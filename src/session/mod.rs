pub mod types;

pub use types::{ExamSession, SessionSummary, SubjectRecord};
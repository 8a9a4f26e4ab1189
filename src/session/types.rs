use anyhow::{Context, Result};
use serde::Serialize;

use crate::catalog::{Catalog, SubjectSpec};
use crate::scoring::{self, EstimatorConfig, RankEstimate};

#[derive(Debug, Clone, Serialize, PartialEq)]
pub struct SubjectRecord {
    pub id: String,
    pub name: String,
    pub correct: Option<u32>,
    pub wrong: Option<u32>,
    pub unanswered: Option<u32>,
    pub total_questions: u32,
    pub percentage: Option<f64>,
}

impl SubjectRecord {
    /// Empty record for a catalog subject: no counts, no percentage.
    pub fn empty(subject: &SubjectSpec) -> Self {
        Self {
            id: subject.id.clone(),
            name: subject.name.clone(),
            correct: None,
            wrong: None,
            unanswered: None,
            total_questions: subject.total_questions,
            percentage: None,
        }
    }

    pub fn is_empty(&self) -> bool {
        self.correct.is_none() && self.wrong.is_none() && self.unanswered.is_none()
    }

    /// Compute and store the percentage from the current counts.
    pub fn compute(&mut self) -> Option<f64> {
        self.percentage = scoring::subject_percentage(
            self.correct.unwrap_or(0),
            self.wrong.unwrap_or(0),
            self.total_questions,
        );
        self.percentage
    }

    /// Describe counts that do not fit the subject's question total.
    ///
    /// Informational only: inconsistent counts are still scored.
    pub fn count_warning(&self) -> Option<String> {
        let entered = self.correct.unwrap_or(0) as u64
            + self.wrong.unwrap_or(0) as u64
            + self.unanswered.unwrap_or(0) as u64;
        let total = self.total_questions as u64;

        if entered > total {
            Some(format!(
                "{}: {} answers entered but the subject has {} questions",
                self.id, entered, total
            ))
        } else if !self.is_empty() && entered < total && self.unanswered.is_some() {
            Some(format!(
                "{}: counts add up to {} of {} questions",
                self.id, entered, total
            ))
        } else {
            None
        }
    }
}

/// Result of computing every subject at once.
#[derive(Debug, Clone, Copy, PartialEq, Serialize)]
pub struct SessionSummary {
    pub average: Option<f64>,
    pub rank: Option<RankEstimate>,
}

/// All per-subject records for one sitting, in catalog order.
#[derive(Debug, Clone, PartialEq, Serialize)]
pub struct ExamSession {
    pub subjects: Vec<SubjectRecord>,
    pub prior_academic_score: Option<f64>,
}

impl ExamSession {
    pub fn new(catalog: &Catalog) -> Self {
        Self {
            subjects: catalog.subjects().iter().map(SubjectRecord::empty).collect(),
            prior_academic_score: None,
        }
    }

    pub fn subject(&self, id: &str) -> Option<&SubjectRecord> {
        self.subjects.iter().find(|s| s.id == id)
    }

    pub fn subject_mut(&mut self, id: &str) -> Option<&mut SubjectRecord> {
        self.subjects.iter_mut().find(|s| s.id == id)
    }

    /// Replace the counts of one subject. The stored percentage is left
    /// alone until the subject is computed again.
    pub fn set_counts(
        &mut self,
        id: &str,
        correct: Option<u32>,
        wrong: Option<u32>,
        unanswered: Option<u32>,
    ) -> Result<()> {
        let known = self.known_ids();
        let record = self
            .subject_mut(id)
            .with_context(|| format!("Unknown subject '{}' (known: {})", id, known))?;
        record.correct = correct;
        record.wrong = wrong;
        record.unanswered = unanswered;
        Ok(())
    }

    /// Set the prior academic score from raw text. Malformed text and a
    /// score of zero both clear it, so the estimator falls back to its default.
    pub fn set_prior_text(&mut self, raw: &str) {
        self.prior_academic_score = scoring::parse_prior_score(raw).filter(|p| *p != 0.0);
    }

    /// Compute one subject's percentage.
    pub fn compute_subject(&mut self, id: &str) -> Result<Option<f64>> {
        let known = self.known_ids();
        let record = self
            .subject_mut(id)
            .with_context(|| format!("Unknown subject '{}' (known: {})", id, known))?;
        Ok(record.compute())
    }

    pub fn percentages(&self) -> impl Iterator<Item = Option<f64>> + '_ {
        self.subjects.iter().map(|s| s.percentage)
    }

    pub fn average(&self) -> Option<f64> {
        scoring::average(self.percentages())
    }

    /// Recompute every subject from its current counts, then the average
    /// and the rank estimate.
    pub fn compute_all(&mut self, estimator: &EstimatorConfig) -> SessionSummary {
        for record in &mut self.subjects {
            record.compute();
        }

        let average = self.average();
        let rank = average
            .map(|avg| scoring::estimate_rank_with(avg, self.prior_academic_score, estimator));

        SessionSummary { average, rank }
    }

    /// Clear every count and percentage. The prior score is kept.
    pub fn reset(&mut self) {
        let cleared = self
            .subjects
            .iter()
            .map(|s| SubjectRecord {
                correct: None,
                wrong: None,
                unanswered: None,
                percentage: None,
                ..s.clone()
            })
            .collect();
        self.subjects = cleared;
    }

    pub fn count_warnings(&self) -> Vec<String> {
        self.subjects.iter().filter_map(|s| s.count_warning()).collect()
    }

    fn known_ids(&self) -> String {
        self.subjects
            .iter()
            .map(|s| s.id.as_str())
            .collect::<Vec<_>>()
            .join(", ")
    }
}
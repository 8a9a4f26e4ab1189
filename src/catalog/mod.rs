use serde::{Deserialize, Serialize};
use std::collections::HashSet;

/// One subject of the exam: stable id, display name, and question count.
#[derive(Debug, Clone, Deserialize, Serialize, PartialEq)]
#[serde(deny_unknown_fields)]
pub struct SubjectSpec {
    pub id: String,
    pub name: String,
    pub total_questions: u32,
}

impl SubjectSpec {
    fn new(id: &str, name: &str, total_questions: u32) -> Self {
        Self {
            id: id.to_string(),
            name: name.to_string(),
            total_questions,
        }
    }
}

/// Fixed, ordered set of subjects. Order is display order.
#[derive(Debug, Clone, PartialEq)]
pub struct Catalog {
    subjects: Vec<SubjectSpec>,
}

impl Default for Catalog {
    /// The experimental-sciences booklet: 8 subjects, 200 questions.
    fn default() -> Self {
        Self {
            subjects: vec![
                SubjectSpec::new("math", "ریاضی", 35),
                SubjectSpec::new("physics", "فیزیک", 25),
                SubjectSpec::new("chemistry", "شیمی", 25),
                SubjectSpec::new("biology", "زیست‌شناسی", 25),
                SubjectSpec::new("literature", "ادبیات", 25),
                SubjectSpec::new("arabic", "عربی", 20),
                SubjectSpec::new("religious", "دینی", 20),
                SubjectSpec::new("english", "زبان انگلیسی", 25),
            ],
        }
    }
}

impl Catalog {
    /// Build a catalog from configured subjects, rejecting anything
    /// [`validate_catalog`] would.
    pub fn from_subjects(subjects: Vec<SubjectSpec>) -> Result<Self, Vec<String>> {
        validate_catalog(&subjects)?;
        Ok(Self { subjects })
    }

    pub fn subjects(&self) -> &[SubjectSpec] {
        &self.subjects
    }

    pub fn get(&self, id: &str) -> Option<&SubjectSpec> {
        self.subjects.iter().find(|s| s.id == id)
    }

    pub fn len(&self) -> usize {
        self.subjects.len()
    }

    pub fn is_empty(&self) -> bool {
        self.subjects.is_empty()
    }

    pub fn total_questions(&self) -> u32 {
        self.subjects.iter().map(|s| s.total_questions).sum()
    }

    pub fn ids(&self) -> Vec<&str> {
        self.subjects.iter().map(|s| s.id.as_str()).collect()
    }
}

/// Validate a subject list. Returns all errors at once.
pub fn validate_catalog(subjects: &[SubjectSpec]) -> Result<(), Vec<String>> {
    let mut errors = Vec::new();

    if subjects.is_empty() {
        errors.push("subjects: at least one subject is required".to_string());
    }

    let mut seen = HashSet::new();
    for (i, subject) in subjects.iter().enumerate() {
        if subject.id.trim().is_empty() {
            errors.push(format!("subjects[{}].id: must not be empty", i));
        } else if !seen.insert(subject.id.as_str()) {
            errors.push(format!("subjects[{}].id: duplicate id '{}'", i, subject.id));
        }
        if subject.total_questions == 0 {
            errors.push(format!(
                "subjects[{}].total_questions: must be positive",
                i
            ));
        }
    }

    if errors.is_empty() {
        Ok(())
    } else {
        Err(errors)
    }
}

#[cfg(test)]
mod tests {
    use super::*;

    #[test]
    fn test_default_catalog() {
        let catalog = Catalog::default();
        assert_eq!(catalog.len(), 8);
        assert_eq!(
            catalog.ids(),
            vec!["math", "physics", "chemistry", "biology", "literature", "arabic", "religious", "english"]
        );
        assert_eq!(catalog.get("math").unwrap().total_questions, 35);
        assert_eq!(catalog.get("arabic").unwrap().total_questions, 20);
        assert_eq!(catalog.total_questions(), 200);
    }

    #[test]
    fn test_default_catalog_is_valid() {
        assert!(validate_catalog(Catalog::default().subjects()).is_ok());
    }

    #[test]
    fn test_get_unknown() {
        assert!(Catalog::default().get("history").is_none());
    }

    #[test]
    fn test_parse_subject_list() {
        let yaml = r#"
- id: math
  name: Math
  total_questions: 30
- id: physics
  name: Physics
  total_questions: 30
"#;
        let subjects: Vec<SubjectSpec> = serde_saphyr::from_str(yaml).unwrap();
        let catalog = Catalog::from_subjects(subjects).unwrap();
        assert_eq!(catalog.len(), 2);
        assert_eq!(catalog.get("physics").unwrap().name, "Physics");
    }

    #[test]
    fn test_empty_catalog_rejected() {
        let errors = Catalog::from_subjects(vec![]).unwrap_err();
        assert!(errors[0].contains("at least one"));
    }

    #[test]
    fn test_collects_all_errors() {
        let subjects = vec![
            SubjectSpec::new("math", "Math", 0),
            SubjectSpec::new("math", "Math again", 10),
            SubjectSpec::new(" ", "Blank", 10),
        ];
        let errors = validate_catalog(&subjects).unwrap_err();
        assert_eq!(errors.len(), 3);
        assert!(errors[0].contains("subjects[0].total_questions"));
        assert!(errors[1].contains("duplicate id 'math'"));
        assert!(errors[2].contains("subjects[2].id"));
    }
}
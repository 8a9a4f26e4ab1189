use crossterm::event::{KeyEvent, KeyEventKind};
use futures::StreamExt;
use tokio::sync::mpsc;

#[derive(Debug, Clone)]
pub enum Event {
    Key(KeyEvent),
    Tick,
}

/// Forwards key presses and periodic ticks to the UI loop.
pub struct EventHandler {
    rx: mpsc::UnboundedReceiver<Event>,
}

impl EventHandler {
    pub fn new(tick_rate_ms: u64) -> Self {
        let (tx, rx) = mpsc::unbounded_channel();

        tokio::spawn(async move {
            let mut reader = crossterm::event::EventStream::new();
            let mut tick_interval =
                tokio::time::interval(std::time::Duration::from_millis(tick_rate_ms));
            let mut input_closed = false;

            loop {
                tokio::select! {
                    maybe_event = reader.next(), if !input_closed => {
                        match maybe_event {
                            Some(Ok(crossterm::event::Event::Key(key))) => {
                                // Filter for Press only (Windows compatibility)
                                if key.kind == KeyEventKind::Press && tx.send(Event::Key(key)).is_err() {
                                    break;
                                }
                            }
                            Some(_) => {}
                            None => input_closed = true,
                        }
                    }
                    _ = tick_interval.tick() => {
                        if tx.send(Event::Tick).is_err() {
                            break;
                        }
                    }
                }
            }
        });

        EventHandler { rx }
    }

    pub async fn next(&mut self) -> Event {
        self.rx.recv().await.unwrap_or(Event::Tick)
    }
}
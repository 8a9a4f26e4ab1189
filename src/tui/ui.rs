use ratatui::prelude::*;
use ratatui::widgets::{Block, Cell, Clear, Paragraph, Row, Table};

use crate::output::{format_average, format_percentage, format_rank, DISCLAIMER};
use crate::tui::app::{App, Field, InputMode};

pub fn draw(frame: &mut Frame, app: &mut App) {
    let area = frame.area();

    // Handle very small terminal sizes gracefully
    if area.height < 12 || area.width < 50 {
        let msg = Paragraph::new("Terminal too small").alignment(Alignment::Center);
        frame.render_widget(msg, area);
        return;
    }

    // Layout: Title(1) + Prior(1) + Table(fill) + Summary(4) + Status(1)
    let chunks = Layout::vertical([
        Constraint::Length(1), // Title bar
        Constraint::Length(1), // Prior score line
        Constraint::Fill(1),   // Subject table
        Constraint::Length(4), // Summary panel
        Constraint::Length(1), // Status bar
    ])
    .split(area);

    render_title(frame, chunks[0], app);
    render_prior(frame, chunks[1], app);
    render_table(frame, chunks[2], app);
    render_summary(frame, chunks[3], app);
    render_status_bar(frame, chunks[4], app);

    match app.input_mode {
        InputMode::PriorInput => render_prior_popup(frame, app),
        InputMode::Help => render_help_popup(frame, app),
        InputMode::RankBreakdown => render_breakdown_popup(frame, app),
        InputMode::Normal => {}
    }
}

fn render_title(frame: &mut Frame, area: Rect, app: &App) {
    let left = "Konkur Calculator";
    let right = format!(
        "{} subjects, {} questions",
        app.session.subjects.len(),
        app.session
            .subjects
            .iter()
            .map(|s| s.total_questions)
            .sum::<u32>()
    );
    let padding_len = (area.width as usize).saturating_sub(left.len() + right.len());

    let title = Line::from(vec![
        Span::styled(left, Style::default().fg(app.colors.title_color).bold()),
        Span::raw(" ".repeat(padding_len)),
        Span::styled(right, Style::default().fg(app.colors.muted)),
    ]);
    frame.render_widget(Paragraph::new(title), area);
}

fn render_prior(frame: &mut Frame, area: Rect, app: &App) {
    let value = match app.session.prior_academic_score {
        Some(p) => Span::raw(p.to_string()),
        None => Span::styled(
            format!("not set (assumes {})", app.estimator.default_prior()),
            Style::default().fg(app.colors.muted),
        ),
    };
    let line = Line::from(vec![
        Span::styled("Diploma GPA: ", Style::default().fg(app.colors.muted)),
        value,
    ]);
    frame.render_widget(Paragraph::new(line), area);
}

fn count_cell(count: Option<u32>, selected: bool, app: &App) -> Cell<'static> {
    let (text, mut style) = match count {
        Some(c) => (c.to_string(), Style::default()),
        None => ("-".to_string(), Style::default().fg(app.colors.empty_cell)),
    };
    if selected {
        style = style.patch(app.colors.field_selected);
    }
    Cell::from(format!("{:>5}", text)).style(style)
}

fn render_table(frame: &mut Frame, area: Rect, app: &mut App) {
    let selected_row = app.table_state.selected();

    let rows: Vec<Row> = app
        .session
        .subjects
        .iter()
        .enumerate()
        .map(|(idx, record)| {
            let is_selected = selected_row == Some(idx);
            let cell_selected = |field: Field| is_selected && app.field == field;

            let percentage = match record.percentage {
                Some(p) => Cell::from(format!("{:>9}", format_percentage(p)))
                    .style(Style::default().fg(app.colors.percentage_color(p)).bold()),
                None => Cell::from(format!("{:>9}", "-"))
                    .style(Style::default().fg(app.colors.empty_cell)),
            };

            // Alternating row background (odd rows get subtle background)
            let row_style = if idx % 2 == 1 {
                Style::default().bg(app.colors.row_alt_bg)
            } else {
                Style::default()
            };

            Row::new(vec![
                Cell::from(record.name.clone()),
                Cell::from(format!("{:>5}", record.total_questions))
                    .style(Style::default().fg(app.colors.muted)),
                count_cell(record.correct, cell_selected(Field::Correct), app),
                count_cell(record.wrong, cell_selected(Field::Wrong), app),
                count_cell(record.unanswered, cell_selected(Field::Unanswered), app),
                percentage,
            ])
            .style(row_style)
        })
        .collect();

    let widths = [
        Constraint::Fill(1),     // Subject name
        Constraint::Length(7),   // Total
        Constraint::Length(8),   // Correct
        Constraint::Length(8),   // Wrong
        Constraint::Length(10),  // Unanswered
        Constraint::Length(10),  // Percentage
    ];

    let table = Table::new(rows, widths)
        .header(
            Row::new(vec!["Subject", "Total", "Correct", "Wrong", "Blank", "Percent"])
                .style(app.colors.header_style)
                .bottom_margin(1),
        )
        .row_highlight_style(app.colors.row_selected);

    frame.render_stateful_widget(table, area, &mut app.table_state);
}

fn render_summary(frame: &mut Frame, area: Rect, app: &App) {
    let block = Block::bordered()
        .title(" Estimate ")
        .border_style(Style::default().fg(app.colors.muted));
    let inner = block.inner(area);
    frame.render_widget(block, area);

    let lines = match app.summary.and_then(|s| s.average.zip(s.rank)) {
        Some((average, rank)) => vec![
            Line::from(vec![
                Span::styled("Rank ", Style::default().fg(app.colors.muted)),
                Span::styled(
                    format_rank(rank.value()),
                    Style::default().fg(app.colors.rank_color).bold(),
                ),
                Span::styled("   Average ", Style::default().fg(app.colors.muted)),
                Span::styled(format_average(average), Style::default().bold()),
            ]),
            Line::from(Span::styled(DISCLAIMER, Style::default().fg(app.colors.muted))),
        ],
        None => vec![Line::from(Span::styled(
            "Press a to compute all percentages and estimate your rank",
            Style::default().fg(app.colors.muted),
        ))],
    };

    frame.render_widget(Paragraph::new(lines), inner);
}

fn render_status_bar(frame: &mut Frame, area: Rect, app: &App) {
    let text = if let Some((ref msg, _)) = app.flash_message {
        let msg_color = if msg.starts_with("Error") || msg.contains("first") {
            app.colors.flash_error
        } else {
            app.colors.flash_success
        };
        Line::from(Span::styled(msg.clone(), Style::default().fg(msg_color)))
    } else {
        let hints = [
            ("j/k", ":subject "),
            ("Tab", ":field "),
            ("0-9", ":edit "),
            ("Enter", ":percent "),
            ("a", ":all "),
            ("p", ":GPA "),
            ("x", ":clear "),
            ("?", ":help "),
            ("q", ":quit"),
        ];

        let mut spans = Vec::new();
        for (i, (key, label)) in hints.iter().enumerate() {
            if i > 0 {
                spans.push(Span::raw(" "));
            }
            spans.push(Span::styled(*key, Style::default().fg(app.colors.status_key_color)));
            spans.push(Span::raw(*label));
        }
        Line::from(spans)
    };

    frame.render_widget(
        Paragraph::new(text).style(Style::default().bg(app.colors.status_bar_bg)),
        area,
    );
}

/// Create a centered rectangle with fixed width and height
fn centered_rect_fixed(width: u16, height: u16, area: Rect) -> Rect {
    let width = width.min(area.width);
    let height = height.min(area.height);

    let x = area.x + (area.width.saturating_sub(width)) / 2;
    let y = area.y + (area.height.saturating_sub(height)) / 2;

    Rect {
        x,
        y,
        width,
        height,
    }
}

fn popup_block<'a>(title: &'a str, app: &App) -> Block<'a> {
    Block::bordered()
        .title(title)
        .title_style(app.colors.popup_title)
        .border_style(Style::default().fg(app.colors.popup_border))
}

/// Render the prior score (diploma GPA) input popup
fn render_prior_popup(frame: &mut Frame, app: &App) {
    let popup_area = centered_rect_fixed(44, 4, frame.area());
    frame.render_widget(Clear, popup_area);

    let block = popup_block(" Diploma GPA ", app);
    let inner = block.inner(popup_area);
    frame.render_widget(block, popup_area);

    let chunks = Layout::vertical([
        Constraint::Length(1), // Input line
        Constraint::Length(1), // Help text
    ])
    .split(inner);

    let input = Paragraph::new(format!("{}|", app.prior_input));
    frame.render_widget(input, chunks[0]);

    let help = Paragraph::new("Enter: confirm | Esc: cancel | e.g. 18.50")
        .style(Style::default().fg(app.colors.muted));
    frame.render_widget(help, chunks[1]);
}

/// Render the help overlay popup
fn render_help_popup(frame: &mut Frame, app: &App) {
    let popup_area = centered_rect_fixed(56, 16, frame.area());
    frame.render_widget(Clear, popup_area);

    let block = popup_block(" Keyboard Shortcuts ", app);
    let inner = block.inner(popup_area);
    frame.render_widget(block, popup_area);

    let key_style = Style::default().fg(app.colors.status_key_color).bold();
    let entries = [
        ("j / Down      ", "Next subject"),
        ("k / Up        ", "Previous subject"),
        ("Tab / l       ", "Next field (correct, wrong, blank)"),
        ("S-Tab / h     ", "Previous field"),
        ("0-9 / Bksp    ", "Edit the selected count"),
        ("Enter / c     ", "Compute this subject's percentage"),
        ("a             ", "Compute all and estimate rank"),
        ("p             ", "Enter diploma GPA"),
        ("b             ", "Show how the rank was estimated"),
        ("x             ", "Clear all subjects"),
        ("?             ", "Show/hide this help"),
        ("q / Ctrl-c    ", "Quit"),
    ];

    let mut help_lines: Vec<Line> = entries
        .iter()
        .map(|(key, label)| Line::from(vec![Span::styled(*key, key_style), Span::raw(*label)]))
        .collect();
    help_lines.push(Line::from(""));
    help_lines.push(Line::from(Span::styled(
        "Press any key to close",
        Style::default().fg(app.colors.muted),
    )));

    frame.render_widget(Paragraph::new(help_lines), inner);
}

/// Render the rank breakdown popup
fn render_breakdown_popup(frame: &mut Frame, app: &App) {
    let Some(breakdown) = app.rank_breakdown() else {
        return;
    };

    let popup_area = centered_rect_fixed(60, 9, frame.area());
    frame.render_widget(Clear, popup_area);

    let block = popup_block(" Rank Estimate ", app);
    let inner = block.inner(popup_area);
    frame.render_widget(block, popup_area);

    let mut lines = Vec::new();
    for term in &breakdown.terms {
        lines.push(Line::from(vec![
            Span::styled(format!("{:<12}", term.label), Style::default().bold()),
            Span::raw(term.description.clone()),
            Span::styled(
                format!(" = {:.1}", term.contribution),
                Style::default().fg(app.colors.muted),
            ),
        ]));
    }
    lines.push(Line::from(""));
    lines.push(Line::from(vec![
        Span::styled(format!("{:<12}", "Rank"), Style::default().bold()),
        Span::styled(
            format!("max(1, round({:.1})) = {}", breakdown.raw, format_rank(breakdown.rank.value())),
            Style::default().fg(app.colors.rank_color),
        ),
    ]));
    lines.push(Line::from(""));
    lines.push(Line::from(Span::styled(
        "Esc / b to close",
        Style::default().fg(app.colors.muted),
    )));

    frame.render_widget(Paragraph::new(lines), inner);
}
use clap::{Parser, Subcommand, ValueEnum};
use std::path::PathBuf;

use konkur_calc::buffered_eprintln;
use konkur_calc::catalog::Catalog;
use konkur_calc::config::Config;
use konkur_calc::scoring::SubjectEntry;
use konkur_calc::session::ExamSession;

const EXIT_SUCCESS: i32 = 0;
const EXIT_FAILURE: i32 = 1;
const EXIT_USAGE: i32 = 2;
const EXIT_CONFIG: i32 = 4;

#[derive(ValueEnum, Clone, Copy, Debug, Default, PartialEq)]
enum OutputFormat {
    #[default]
    Table,
    Tsv,
    Json,
}

#[derive(Subcommand, Debug)]
enum Commands {
    /// Open the interactive calculator (default if no subcommand)
    Tui,
    /// Score subjects given on the command line and estimate a rank
    Calc {
        /// Subject counts as ID=CORRECT,WRONG[,UNANSWERED] (repeatable)
        #[arg(short, long = "subject", value_name = "ENTRY")]
        subjects: Vec<String>,

        /// Diploma GPA; missing, zero, or unparseable uses the configured default
        #[arg(short, long, value_name = "GPA")]
        prior: Option<String>,

        /// Output format
        #[arg(short, long, value_enum, default_value_t = OutputFormat::Table)]
        format: OutputFormat,

        /// Disable colors even on a terminal
        #[arg(long)]
        no_color: bool,
    },
    /// List the subjects and their question counts
    Subjects,
    /// Interactive setup wizard to create a config file
    Init,
}

#[derive(Parser, Debug)]
#[command(name = "konkur-calc")]
#[command(about = "Konkur percentage calculator and rank estimator", long_about = None)]
#[command(version)]
struct Cli {
    /// Enable verbose logging
    #[arg(short, long, global = true)]
    verbose: bool,

    /// Path to config file (defaults to ~/.config/konkur-calc/config.yaml)
    #[arg(short, long, global = true)]
    config: Option<String>,

    #[command(subcommand)]
    command: Option<Commands>,
}

#[tokio::main]
async fn main() {
    let cli = Cli::parse();
    let command = cli.command.unwrap_or(Commands::Tui);
    let config_path = cli.config.map(PathBuf::from);

    // Init runs before loading: it is how a missing config gets created
    if let Commands::Init = command {
        if let Err(e) = konkur_calc::config::run_init_wizard(config_path) {
            eprintln!("Init failed: {:#}", e);
            std::process::exit(EXIT_CONFIG);
        }
        std::process::exit(EXIT_SUCCESS);
    }

    let config = match konkur_calc::config::load_config(config_path.clone()) {
        Ok(c) => c,
        Err(e) => {
            eprintln!("Config error: {:#}", e);
            std::process::exit(EXIT_CONFIG);
        }
    };

    if let Err(errors) = konkur_calc::config::validate_config(&config) {
        eprintln!("Config errors:");
        for error in errors {
            eprintln!("  - {}", error);
        }
        std::process::exit(EXIT_CONFIG);
    }

    // Validated above, so the catalog is present
    let catalog = match config.catalog() {
        Ok(c) => c,
        Err(_) => std::process::exit(EXIT_CONFIG),
    };

    if cli.verbose {
        match &config_path {
            Some(p) => eprintln!("Loaded config from {}", p.display()),
            None if config == Config::default() => eprintln!("Using built-in defaults"),
            None => eprintln!("Loaded config from default location"),
        }
        eprintln!(
            "Catalog: {} subjects, {} questions",
            catalog.len(),
            catalog.total_questions()
        );
    }

    let code = match command {
        Commands::Subjects => {
            print_subjects(&catalog);
            EXIT_SUCCESS
        }
        Commands::Calc {
            subjects,
            prior,
            format,
            no_color,
        } => run_calc(&config, &catalog, &subjects, prior.as_deref(), format, no_color, cli.verbose),
        Commands::Tui => {
            let theme = konkur_calc::tui::resolve_theme(config.theme_mode());
            if cli.verbose {
                eprintln!("Theme: {:?}", theme);
            }
            let app = konkur_calc::tui::App::new(
                ExamSession::new(&catalog),
                config.estimator(),
                konkur_calc::tui::ThemeColors::for_theme(theme),
                cli.verbose,
            );
            match konkur_calc::tui::run_tui(app).await {
                Ok(()) => EXIT_SUCCESS,
                Err(e) => {
                    eprintln!("Terminal error: {:#}", e);
                    EXIT_FAILURE
                }
            }
        }
        Commands::Init => EXIT_SUCCESS,
    };

    std::process::exit(code);
}

fn print_subjects(catalog: &Catalog) {
    for subject in catalog.subjects() {
        println!("{}\t{}\t{}", subject.id, subject.total_questions, subject.name);
    }
}

fn run_calc(
    config: &Config,
    catalog: &Catalog,
    entries: &[String],
    prior: Option<&str>,
    format: OutputFormat,
    no_color: bool,
    verbose: bool,
) -> i32 {
    let mut session = ExamSession::new(catalog);

    for raw in entries {
        let entry = match SubjectEntry::parse(raw) {
            Ok(e) => e,
            Err(e) => {
                eprintln!("{}", e);
                return EXIT_USAGE;
            }
        };
        if let Err(e) = session.set_counts(&entry.id, entry.correct, entry.wrong, entry.unanswered) {
            eprintln!("{}", e);
            return EXIT_USAGE;
        }
    }

    if let Some(raw) = prior {
        session.set_prior_text(raw);
        if verbose && session.prior_academic_score.is_none() {
            buffered_eprintln!("Prior score '{}' is missing or zero; using the default", raw);
        }
    }

    let estimator = config.estimator();
    let summary = session.compute_all(&estimator);

    if verbose {
        for warning in session.count_warnings() {
            buffered_eprintln!("warning: {}", warning);
        }
        if let Some(average) = summary.average {
            let breakdown =
                konkur_calc::scoring::explain_rank(average, session.prior_academic_score, &estimator);
            eprintln!("Rank breakdown:");
            eprintln!("{}", konkur_calc::output::format_breakdown(&breakdown));
        }
    }

    let output = match format {
        OutputFormat::Table => {
            let use_colors = !no_color && konkur_calc::output::should_use_colors();
            konkur_calc::output::format_session_table(&session, &summary, use_colors)
        }
        OutputFormat::Tsv => konkur_calc::output::format_tsv(&session, &summary),
        OutputFormat::Json => match konkur_calc::output::format_json(&session, &summary) {
            Ok(json) => json,
            Err(e) => {
                eprintln!("Failed to serialize report: {:#}", e);
                return EXIT_FAILURE;
            }
        },
    };
    println!("{}", output);

    EXIT_SUCCESS
}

■ ASSIGNMENT ■
Count the lines in the entries where the string "InputMode" appears, and report only the number.

■ ANSWER SECTION ■
5